Nous vivons une période caractérisée par des bouleversements constants et majeurs. De la pandémie de COVID-19 aux guerres en Ukraine et au Moyen-Orient, jusqu’aux fluctuations imprévisibles de l’inflation et des taux d’intérêt, il est normal que les gens redoutent les effets néfastes de cette nouvelle instabilité.

J’ai eu le privilège de gérer les finances publiques au Canada. Je comprends très bien les défis auxquels les ministres des Finances sont confrontés aujourd’hui.

Ces bouleversements mondiaux auxquels nous sommes confrontés exercent non seulement une immense pression budgétaire sur l’État, mais ils représentent aussi un obstacle considérable à notre prospérité collective.
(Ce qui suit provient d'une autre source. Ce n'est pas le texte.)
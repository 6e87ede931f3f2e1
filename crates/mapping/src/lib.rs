//! Multi-resolution occupancy mapping and scan matching.
//!
//! Provides:
//! - Log-odds occupancy grids with world<->map transforms
//! - Bilinear map interpolation with derivatives and a stamped value cache
//! - Bresenham ray-casting scan integration
//! - Gauss-Newton scan-to-map pose refinement
//! - A coarse-to-fine map pyramid and the SLAM processor driving it
//!
//! The matcher registers each incoming scan against the pyramid, coarse level
//! first, and the processor decides via a pose gate whether the refined pose
//! has moved enough to integrate the scan into every level.

use thiserror::Error;

pub mod cache;
pub mod cell;
pub mod dims;
pub mod grid;
pub mod maprep;
pub mod matcher;
pub mod occupancy;
pub mod processor;
pub mod scan;

mod interp;

pub use cache::InterpCache;
pub use cell::{Cell, LogOddsCell, LogOddsFunctions};
pub use dims::MapDimensions;
pub use grid::GridMap;
pub use maprep::{MapRep, LOG_ODDS_MAP_TYPE};
pub use matcher::ScanMatcher;
pub use occupancy::OccGrid;
pub use processor::SlamProcessor;
pub use scan::ScanContainer;

#[derive(Error, Debug)]
pub enum MappingError {
    #[error("cell length must be positive, got {0}")]
    InvalidCellLength(f64),
    #[error("map size must be at least 1x1 cells, got {0}x{1}")]
    InvalidSize(usize, usize),
    #[error("too many pyramid levels ({levels}) for a {size_x}x{size_y} base grid")]
    TooManyLevels {
        levels: usize,
        size_x: usize,
        size_y: usize,
    },
    #[error("scan origin outside the map: ({0:.2}, {1:.2})")]
    OriginOutOfBounds(f64, f64),
}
Nos objectifs doivent être clairs : nous devons retourner à une gestion plus rigoureuse des finances publiques et mettre de l’avant des politiques publiques qui vont favoriser la croissance économique.
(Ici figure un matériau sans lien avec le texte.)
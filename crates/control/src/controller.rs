//! Motor controller: manual speeds and the path-follow task.

use crate::collision::{CollisionConfig, CollisionDetector};
use crate::motor::SharedDriver;
use following::Lookahead;
use localization::PoseEstimate;
use mapping::OccGrid;
use model::DiffDriveModel;
use planning::{AstarPlanner, Path, PlanError, PlannerConfig};
use std::sync::{Arc, Mutex, RwLock};
use std::time::Duration;
use tokio::sync::{mpsc, watch};
use tokio::task::JoinHandle;
use tracing::{info, warn};
use types::{LidarReading, Pose};

/// How long a collision STOP may hold the robot before the sub-path is
/// abandoned and replanned.
const COLLISION_RESUME_TIMEOUT: Duration = Duration::from_secs(5);

/// Reverse duration and speed used to clear an obstacle before replanning.
const BACKUP_DURATION: Duration = Duration::from_secs(2);
const BACKUP_SPEED: f64 = -0.9;

/// Follower tick period (~10 Hz).
const TICK_PERIOD: Duration = Duration::from_millis(100);

#[derive(Debug, Clone, Copy, PartialEq, Eq)]
pub enum ControlState {
    Manual,
    PathFollowing,
}

#[derive(Debug, Clone)]
pub struct ControlConfig {
    pub robot: DiffDriveModel,
    pub planner: PlannerConfig,
    pub collision: CollisionConfig,
    /// Follower lookahead distance in meters
    pub lookahead_distance: f64,
}

/// Owns the driver handle, the current path and the goal; spawns the
/// path-follow task.
///
/// The path lives behind a mutex touched only when it is replaced and inside
/// a follower tick. Switching to manual at any time cancels path following at
/// the next tick.
pub struct MotorController {
    state: Arc<Mutex<ControlState>>,
    motor: SharedDriver,
    path: Arc<Mutex<Option<Path>>>,
    config: ControlConfig,
    goal: Option<Pose>,
    grid: Option<Arc<RwLock<OccGrid>>>,
}

impl MotorController {
    pub fn new(motor: SharedDriver, config: ControlConfig) -> Self {
        Self {
            state: Arc::new(Mutex::new(ControlState::Manual)),
            motor,
            path: Arc::new(Mutex::new(None)),
            config,
            goal: None,
            grid: None,
        }
    }

    pub fn state(&self) -> ControlState {
        *self.state.lock().unwrap()
    }

    /// Set wheel speeds directly. Cancels any path following.
    pub fn manual_speeds(&self, left: f64, right: f64) -> Result<(), crate::MotorError> {
        *self.state.lock().unwrap() = ControlState::Manual;
        self.motor.lock().unwrap().set_speeds(left, right)
    }

    /// Plan a path on a snapshot of the map and store it for following.
    pub fn plan_path(
        &mut self,
        grid: Arc<RwLock<OccGrid>>,
        current: Pose,
        goal: Pose,
    ) -> Result<(), PlanError> {
        if self.state() == ControlState::PathFollowing {
            self.stop_path_following();
        }

        let path = {
            let grid = grid.read().unwrap();
            let mut planner = AstarPlanner::new(&grid, self.config.planner.clone())?;
            planner.plan_path(current, goal)?
        };

        info!(waypoints = path.len(), id = path.id, "path planned");
        *self.path.lock().unwrap() = Some(path);
        self.goal = Some(goal);
        self.grid = Some(grid);
        Ok(())
    }

    pub fn path(&self) -> Option<Path> {
        self.path.lock().unwrap().clone()
    }

    /// Delete the path; any path following aborts on its next tick.
    pub fn delete_path(&self) {
        *self.path.lock().unwrap() = None;
    }

    /// Cancel path following; the task exits on its next tick.
    pub fn stop_path_following(&self) {
        *self.state.lock().unwrap() = ControlState::Manual;
    }

    /// Follow the stored path, reading poses from `pose_rx` and collision
    /// events from a detector on `collision_rx`. Returns the task handle; the
    /// task runs until arrival, manual override, or an unrecoverable abort.
    pub fn follow_path(
        &self,
        pose_rx: watch::Receiver<PoseEstimate>,
        collision_rx: mpsc::Receiver<Arc<LidarReading>>,
    ) -> JoinHandle<()> {
        {
            let mut state = self.state.lock().unwrap();
            if *state == ControlState::PathFollowing {
                return tokio::spawn(async {});
            }
            *state = ControlState::PathFollowing;
        }

        let task = FollowTask {
            state: self.state.clone(),
            motor: self.motor.clone(),
            path: self.path.clone(),
            grid: self.grid.clone(),
            goal: self.goal,
            config: self.config.clone(),
            pose_rx,
        };
        let detector = CollisionDetector::spawn(self.config.collision.clone(), collision_rx);

        tokio::spawn(task.run(detector))
    }
}

struct FollowTask {
    state: Arc<Mutex<ControlState>>,
    motor: SharedDriver,
    path: Arc<Mutex<Option<Path>>>,
    grid: Option<Arc<RwLock<OccGrid>>>,
    goal: Option<Pose>,
    config: ControlConfig,
    pose_rx: watch::Receiver<PoseEstimate>,
}

impl FollowTask {
    async fn run(mut self, mut detector: CollisionDetector) {
        info!("path following started");

        loop {
            let arrived = self.follow_sub_path(&mut detector).await;

            if arrived {
                info!("arrived at goal");
                break;
            }

            // Not arrived: either cancelled or blocked. Cancelled means stop;
            // blocked means back up, replan toward the goal and continue.
            if *self.state.lock().unwrap() == ControlState::Manual
                || self.path.lock().unwrap().is_none()
            {
                break;
            }
            if !self.backup_and_replan().await {
                break;
            }
        }

        *self.state.lock().unwrap() = ControlState::Manual;
        detector.shutdown();
        let _ = self.motor.lock().unwrap().set_speeds(0.0, 0.0);
        info!("path following ended");
    }

    /// Tick the follower at ~10 Hz until it finishes, is cancelled, or a
    /// collision stop times out. Returns true on arrival.
    async fn follow_sub_path(&mut self, detector: &mut CollisionDetector) -> bool {
        let mut follower = Lookahead::new(self.config.lookahead_distance);
        let mut ticker = tokio::time::interval(TICK_PERIOD);

        loop {
            // Obstacle handling between ticks
            if detector.stop_rx.try_recv().is_ok() {
                let _ = self.motor.lock().unwrap().set_speeds(0.0, 0.0);
                info!("obstacle ahead, waiting");
                match tokio::time::timeout(COLLISION_RESUME_TIMEOUT, detector.resume_rx.recv())
                    .await
                {
                    Ok(Some(())) => info!("obstacle cleared, resuming"),
                    _ => {
                        warn!("obstacle did not clear, aborting sub-path");
                        return false;
                    }
                }
            }

            // Manual override wins between ticks
            if *self.state.lock().unwrap() != ControlState::PathFollowing {
                let _ = self.motor.lock().unwrap().set_speeds(0.0, 0.0);
                return false;
            }

            {
                let path_guard = self.path.lock().unwrap();
                let Some(path) = path_guard.as_ref() else {
                    return false;
                };

                let pose = self
                    .pose_rx
                    .borrow()
                    .predicted(&self.config.robot, std::time::Instant::now());
                let cmd = follower.speed_update(path, pose);

                if cmd.finished {
                    let _ = self.motor.lock().unwrap().set_speeds(0.0, 0.0);
                    return true;
                }

                if let Err(e) = self.motor.lock().unwrap().set_speeds(cmd.left, cmd.right) {
                    warn!(?e, "failed to command motors");
                }
            }

            ticker.tick().await;
        }
    }

    /// Clear the obstacle by reversing, then plan a fresh path to the goal.
    /// Returns false when replanning is impossible.
    async fn backup_and_replan(&mut self) -> bool {
        let (Some(grid), Some(goal)) = (self.grid.clone(), self.goal) else {
            return false;
        };

        info!("backing up before replanning");
        let _ = self.motor.lock().unwrap().set_speeds(BACKUP_SPEED, BACKUP_SPEED);
        tokio::time::sleep(BACKUP_DURATION).await;
        let _ = self.motor.lock().unwrap().set_speeds(0.0, 0.0);

        let pose = self
            .pose_rx
            .borrow()
            .predicted(&self.config.robot, std::time::Instant::now());

        let replanned = {
            let grid = grid.read().unwrap();
            AstarPlanner::new(&grid, self.config.planner.clone())
                .and_then(|mut planner| planner.plan_path(pose, goal))
        };

        match replanned {
            Ok(path) => {
                info!(id = path.id, "replanned path to goal");
                *self.path.lock().unwrap() = Some(path);
                true
            }
            Err(e) => {
                warn!(?e, "unable to find an alternative route to goal");
                false
            }
        }
    }
}

#[cfg(test)]
mod tests {
    use super::*;
    use crate::motor::DummyDriver;
    use mapping::cell::prob_to_log_odds;
    use sensors::FanOut;
    use std::time::Instant;

    fn free_grid(size: usize) -> Arc<RwLock<OccGrid>> {
        let mut grid = OccGrid::new(1.0, [size, size], [0.0, 0.0]).unwrap();
        for i in 0..size * size {
            grid.set_log_odds_by_index(i, prob_to_log_odds(0.2));
        }
        Arc::new(RwLock::new(grid))
    }

    fn controller_with_driver() -> (MotorController, Arc<Mutex<DummyDriver>>) {
        let driver = Arc::new(Mutex::new(DummyDriver::new()));
        let config = ControlConfig {
            robot: DiffDriveModel::default(),
            planner: PlannerConfig {
                shrink_factor: 1,
                check_radius: 0.0,
                ..Default::default()
            },
            collision: CollisionConfig::default(),
            lookahead_distance: 0.5,
        };
        let controller = MotorController::new(driver.clone(), config);
        (controller, driver)
    }

    #[test]
    fn test_manual_speeds_reach_driver() {
        let (controller, driver) = controller_with_driver();
        controller.manual_speeds(0.3, -0.3).unwrap();
        assert_eq!(driver.lock().unwrap().last_speeds(), (0.3, -0.3));
        assert_eq!(controller.state(), ControlState::Manual);
    }

    #[test]
    fn test_plan_path_stores_path_and_goal() {
        let (mut controller, _driver) = controller_with_driver();
        let grid = free_grid(32);

        controller
            .plan_path(grid, Pose::new(5.0, 5.0, 0.0), Pose::new(20.0, 20.0, 0.0))
            .unwrap();

        let path = controller.path().unwrap();
        assert!(path.len() >= 2);
    }

    #[test]
    fn test_plan_path_propagates_planner_errors() {
        let (mut controller, _driver) = controller_with_driver();
        let grid = free_grid(32);

        let result = controller.plan_path(
            grid,
            Pose::new(5.0, 5.0, 0.0),
            Pose::new(500.0, 500.0, 0.0),
        );
        assert!(matches!(result, Err(PlanError::GoalOutOfBounds)));
    }

    #[tokio::test(start_paused = true)]
    async fn test_follow_path_finishes_at_goal() {
        let (mut controller, driver) = controller_with_driver();
        let grid = free_grid(32);
        controller
            .plan_path(grid, Pose::new(5.0, 5.0, 0.0), Pose::new(8.0, 5.0, 0.0))
            .unwrap();

        // Pose stream reporting the robot already at the goal
        let (pose_tx, pose_rx) = watch::channel(PoseEstimate {
            pose: Pose::new(8.0, 5.0, 0.0),
            v_l: 0.0,
            v_r: 0.0,
            stamp: Instant::now(),
        });
        let lidar = FanOut::new("lidar");

        let handle = controller.follow_path(pose_rx, lidar.subscribe());
        handle.await.unwrap();

        assert_eq!(controller.state(), ControlState::Manual);
        assert_eq!(driver.lock().unwrap().last_speeds(), (0.0, 0.0));
        drop(pose_tx);
    }

    #[tokio::test(start_paused = true)]
    async fn test_manual_override_cancels_following() {
        let (mut controller, driver) = controller_with_driver();
        let grid = free_grid(32);
        controller
            .plan_path(grid, Pose::new(5.0, 5.0, 0.0), Pose::new(25.0, 25.0, 0.0))
            .unwrap();

        let (_pose_tx, pose_rx) = watch::channel(PoseEstimate {
            pose: Pose::new(5.0, 5.0, 0.0),
            v_l: 0.0,
            v_r: 0.0,
            stamp: Instant::now(),
        });
        let lidar = FanOut::new("lidar");

        let handle = controller.follow_path(pose_rx, lidar.subscribe());
        tokio::task::yield_now().await;

        controller.stop_path_following();
        handle.await.unwrap();

        assert_eq!(controller.state(), ControlState::Manual);
        assert_eq!(driver.lock().unwrap().last_speeds(), (0.0, 0.0));
    }

    #[tokio::test(start_paused = true)]
    async fn test_deleted_path_aborts_following() {
        let (mut controller, _driver) = controller_with_driver();
        let grid = free_grid(32);
        controller
            .plan_path(grid, Pose::new(5.0, 5.0, 0.0), Pose::new(25.0, 25.0, 0.0))
            .unwrap();

        let (_pose_tx, pose_rx) = watch::channel(PoseEstimate {
            pose: Pose::new(5.0, 5.0, 0.0),
            v_l: 0.0,
            v_r: 0.0,
            stamp: Instant::now(),
        });
        let lidar = FanOut::new("lidar");

        let handle = controller.follow_path(pose_rx, lidar.subscribe());
        tokio::task::yield_now().await;

        controller.delete_path();
        handle.await.unwrap();
    }
}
Au Canada, la productivité stagne et notre PIB par habitant est en déclin. À l’échelle mondiale, trois principales tendances nous condamnent à faire croître notre économie : d’une part, le vieillissement de la population, la crise climatique, l’instabilité géopolitique et la réconciliation avec les peuples autochtones sont des réalités incontournables que nous ne pouvons pas ignorer.
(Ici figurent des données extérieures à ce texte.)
//! SLAM pipeline for a differential-drive robot with a planar LIDAR.
//!
//! Wires the scan matcher and map pyramid to the sensor channels:
//! - Converts LIDAR readings into scan containers, optionally compensating
//!   for robot motion during the sweep
//! - Runs the match -> pose-gate -> update loop on every scan
//! - Fuses odometry and matched poses in the EKF and publishes pose snapshots
//!
//! The SLAM task is the only writer of the map pyramid; renderers and the
//! planner read level grids through their shared handles.

mod controller;
mod conversion;
mod task;

pub use controller::{SlamController, SlamState};
pub use conversion::{lidar_to_scan, ScanConversion};
pub use task::{SlamTask, SlamTaskConfig};

use thiserror::Error;

#[derive(Error, Debug)]
pub enum SlamError {
    #[error("SLAM already initialized")]
    AlreadyInitialized,
    #[error("no SLAM session initialized")]
    NotInitialized,
    #[error("SLAM is not running")]
    NotRunning,
    #[error("SLAM is already running")]
    AlreadyRunning,
    #[error(transparent)]
    Mapping(#[from] mapping::MappingError),
}
//! Log-odds occupancy grid with ray-casting scan integration.

use crate::cell::{Cell, LogOddsCell, LogOddsFunctions};
use crate::dims::MapDimensions;
use crate::grid::GridMap;
use crate::scan::ScanContainer;
use crate::MappingError;
use nalgebra::{Matrix4, Vector2};
use transforms::{apply, transform_matrix};
use types::Pose;

/// Occupancy grid map over log-odds cells.
///
/// Integrating a scan draws a Bresenham line from the beam origin to each
/// endpoint, marking traversed cells free and the endpoint occupied. Per-scan
/// mark indices guarantee a cell is updated at most once in each direction per
/// scan, and that an endpoint hit overrides an earlier free mark.
#[derive(Debug, Clone)]
pub struct OccGrid {
    grid: GridMap<LogOddsCell>,
    functions: LogOddsFunctions,
    curr_update_index: i64,
    curr_mark_occ_index: i64,
    curr_mark_free_index: i64,
}

impl OccGrid {
    pub fn new(
        cell_length: f64,
        size: [usize; 2],
        top_left_offset: [f64; 2],
    ) -> Result<Self, MappingError> {
        Ok(Self {
            grid: GridMap::new(cell_length, size, top_left_offset)?,
            functions: LogOddsFunctions::new(),
            curr_update_index: 0,
            curr_mark_occ_index: -1,
            curr_mark_free_index: -1,
        })
    }

    pub fn size_x(&self) -> usize {
        self.grid.size_x()
    }

    pub fn size_y(&self) -> usize {
        self.grid.size_y()
    }

    pub fn cell_count(&self) -> usize {
        self.grid.cell_count()
    }

    pub fn cell_length(&self) -> f64 {
        self.grid.cell_length()
    }

    pub fn scale_to_map(&self) -> f64 {
        self.grid.scale_to_map()
    }

    pub fn dims(&self) -> &MapDimensions {
        self.grid.dims()
    }

    pub fn index(&self, x: usize, y: usize) -> usize {
        self.grid.index(x, y)
    }

    pub fn has_grid_value(&self, x: i32, y: i32) -> bool {
        self.grid.has_grid_value(x, y)
    }

    pub fn point_out_of_map_bounds(&self, coords: Vector2<f64>) -> bool {
        self.grid.point_out_of_map_bounds(coords)
    }

    pub fn cell(&self, x: usize, y: usize) -> &LogOddsCell {
        self.grid.cell(x, y)
    }

    pub fn cell_by_index(&self, index: usize) -> &LogOddsCell {
        self.grid.cell_by_index(index)
    }

    pub fn world_coords(&self, map_coords: Vector2<f64>) -> Vector2<f64> {
        self.grid.world_coords(map_coords)
    }

    pub fn map_coords(&self, world_coords: Vector2<f64>) -> Vector2<f64> {
        self.grid.map_coords(world_coords)
    }

    pub fn world_coords_pose(&self, map_pose: Pose) -> Pose {
        self.grid.world_coords_pose(map_pose)
    }

    pub fn map_coords_pose(&self, world_pose: Pose) -> Pose {
        self.grid.map_coords_pose(world_pose)
    }

    pub fn world_from_map_3d(&self) -> &Matrix4<f64> {
        self.grid.world_from_map_3d()
    }

    pub fn map_extents(&self) -> Option<(usize, usize, usize, usize)> {
        self.grid.map_extents()
    }

    pub fn update_index(&self) -> i64 {
        self.grid.update_index()
    }

    pub fn is_occupied(&self, x: usize, y: usize) -> bool {
        self.cell(x, y).is_occupied()
    }

    pub fn is_free(&self, x: usize, y: usize) -> bool {
        self.cell(x, y).is_free()
    }

    pub fn probability(&self, x: usize, y: usize) -> f64 {
        self.functions.probability(self.cell(x, y))
    }

    pub fn probability_by_index(&self, index: usize) -> f64 {
        self.functions.probability(self.cell_by_index(index))
    }

    /// Directly set a cell's log-odds value. Used when restoring a stored map.
    pub fn set_log_odds_by_index(&mut self, index: usize, value: f64) {
        self.grid.cell_by_index_mut(index).set_log_odds(value);
    }

    pub fn set_update_free_factor(&mut self, factor: f64) {
        self.functions.set_update_free_factor(factor);
    }

    pub fn set_update_occupied_factor(&mut self, factor: f64) {
        self.functions.set_update_occupied_factor(factor);
    }

    /// Reset all cells to unknown.
    pub fn clear(&mut self) {
        self.grid.clear();
    }

    /// Integrate a scan taken at `robot_pose_world` into the grid.
    ///
    /// The scan's points and origin are expected in this grid's cell units
    /// (see [`ScanContainer`]). Beams whose endpoint falls outside the grid or
    /// on the beam origin cell are skipped; an out-of-grid origin rejects the
    /// whole update and leaves the grid unchanged.
    pub fn update_by_scan(
        &mut self,
        scan: &ScanContainer,
        robot_pose_world: Pose,
    ) -> Result<(), MappingError> {
        self.curr_mark_free_index = self.curr_update_index + 1;
        self.curr_mark_occ_index = self.curr_update_index + 2;

        let map_pose = self.map_coords_pose(robot_pose_world);
        let pose_transform = transform_matrix(map_pose);

        let begin_f = apply(&pose_transform, scan.origin());
        let begin = [
            (begin_f.x + 0.5).floor() as i32,
            (begin_f.y + 0.5).floor() as i32,
        ];
        if !self.has_grid_value(begin[0], begin[1]) {
            return Err(MappingError::OriginOutOfBounds(begin_f.x, begin_f.y));
        }

        for point in scan.points() {
            let end_f = apply(&pose_transform, *point);
            let end = [
                (end_f.x + 0.5).floor() as i32,
                (end_f.y + 0.5).floor() as i32,
            ];
            if end != begin {
                self.update_line_bresenham(begin, end);
            }
        }

        self.grid.set_updated();

        // Keep this scan's mark indices from colliding with the next scan's
        self.curr_update_index += 3;
        Ok(())
    }

    /// Draw one beam: free cells from `begin` to `end` (exclusive), occupied
    /// endpoint. Skipped entirely when the endpoint is off the map.
    fn update_line_bresenham(&mut self, begin: [i32; 2], end: [i32; 2]) {
        if !self.has_grid_value(end[0], end[1]) {
            return;
        }

        let dx = end[0] - begin[0];
        let dy = end[1] - begin[1];

        let abs_dx = dx.abs();
        let abs_dy = dy.abs();

        let size_x = self.size_x() as i32;
        let offset_dx = if dx > 0 { 1 } else { -1 };
        let offset_dy = if dy > 0 { size_x } else { -size_x };

        let start_offset = begin[1] * size_x + begin[0];

        if abs_dx >= abs_dy {
            self.bresenham2d(abs_dx, abs_dy, abs_dx / 2, offset_dx, offset_dy, start_offset);
        } else {
            self.bresenham2d(abs_dy, abs_dx, abs_dy / 2, offset_dy, offset_dx, start_offset);
        }

        let end_offset = end[1] * size_x + end[0];
        self.bresenham_cell_occupied(end_offset as usize);
    }

    /// Walk the dominant axis, marking every traversed cell free. The
    /// endpoint cell is left for the occupied mark.
    fn bresenham2d(
        &mut self,
        abs_da: i32,
        abs_db: i32,
        mut error_b: i32,
        offset_a: i32,
        offset_b: i32,
        mut offset: i32,
    ) {
        self.bresenham_cell_free(offset as usize);

        for _ in 0..abs_da - 1 {
            offset += offset_a;
            error_b += abs_db;
            if error_b >= abs_da {
                offset += offset_b;
                error_b -= abs_da;
            }
            self.bresenham_cell_free(offset as usize);
        }
    }

    fn bresenham_cell_free(&mut self, index: usize) {
        let mark = self.curr_mark_free_index;
        let functions = self.functions;
        let cell = self.grid.cell_by_index_mut(index);
        if cell.update_index() < mark {
            functions.update_set_free(cell);
            cell.set_update_index(mark);
        }
    }

    fn bresenham_cell_occupied(&mut self, index: usize) {
        let mark_occ = self.curr_mark_occ_index;
        let mark_free = self.curr_mark_free_index;
        let functions = self.functions;
        let cell = self.grid.cell_by_index_mut(index);
        if cell.update_index() < mark_occ {
            // A free mark from an earlier beam of this scan is reverted first
            if cell.update_index() == mark_free {
                functions.update_unset_free(cell);
            }
            functions.update_set_occupied(cell);
            cell.set_update_index(mark_occ);
        }
    }
}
D’autre part, face à des chocs macroéconomiques plus fréquents, les pressions budgétaires auxquelles les gouvernements seront confrontés seront constantes et considérables.

Enfin, des taux d’intérêt plus élevés et la décélération de la croissance à long terme diminueront la marge de manœuvre dont disposent les gouvernements. C’est déjà le cas maintenant. Lorsque l’économie croît à un rythme plus rapide que le coût de l’emprunt, comme c’était le cas lorsque j’étais ministre des Finances, il est plus facile de gérer le fardeau de la dette. Ce n’est plus le cas en ce moment.

Ces trois tendances convergentes présentent un risque important de diminuer davantage les investissements des secteurs publics et privés dont nous avons besoin pour rendre notre économie plus productive.

À la recherche du juste équilibre

Le bilan récent du Canada sur ce front est mitigé. Bien que les initiatives fédérales telles que le Fonds pour accélérer la construction de logements de 4 milliards de dollars soient positives, les investissements en recherche fondamentale et industrielle seraient plus porteurs pour faire bouger l’aiguille en matière de productivité. Bien que l’intention soit louable, les dépenses annoncées du gouvernement fédéral en matière de soins dentaires et d’assurance médicaments n’apporteront pas de bénéfices économiques importants, en plus de poser problème sur le plan du respect des compétences provinciales.

En matière de politique industrielle, même si je reconnais à quel point il est difficile d’atteindre le bon équilibre, les subventions publiques qui se limitent à un secteur ou à quelques entreprises étrangères sont par définition plus risquées que les investissements dans l’innovation, y compris en recherche et développement.

Je ne prétends pas que de stimuler la croissance économique, financer adéquatement les programmes sociaux et rester prudent en matière de dépenses publiques est un équilibre facile à atteindre. L’environnement macroéconomique était plus propice à la réalisation de ces trois objectifs avant la pandémie. C’est beaucoup plus difficile aujourd’hui. Mais gouverner, c’est d’abord et avant tout faire des choix.

La vérité est que la prudence budgétaire et la croissance économique sont des conditions nécessaires au financement des dépenses sociales.

C’est un enjeu de synchronisation : la vigueur économique rend la dépense sociale viable et moins fragile. Une mauvaise gestion des finances publiques peut compromettre notre capacité à financer des programmes sociaux vitaux.

Les politiques publiques peuvent avoir un grand impact sur notre prospérité économique. Les dépenses publiques en matière d’infrastructures en sont un bon exemple. Mais la dépendance disproportionnée à l’égard des dépenses publiques masque aussi des défis plus profonds dans notre économie. Il reste beaucoup de travail à accomplir pour créer les conditions favorables au déploiement des capitaux privés dans l’économie canadienne, y compris en matière de lourdeur réglementaire et d’approbation des permis pour les grands projets d’investissements privés.

L’histoire nous enseigne que le progrès économique a une incidence sur le progrès social. Il faut garder le cap sur la croissance économique.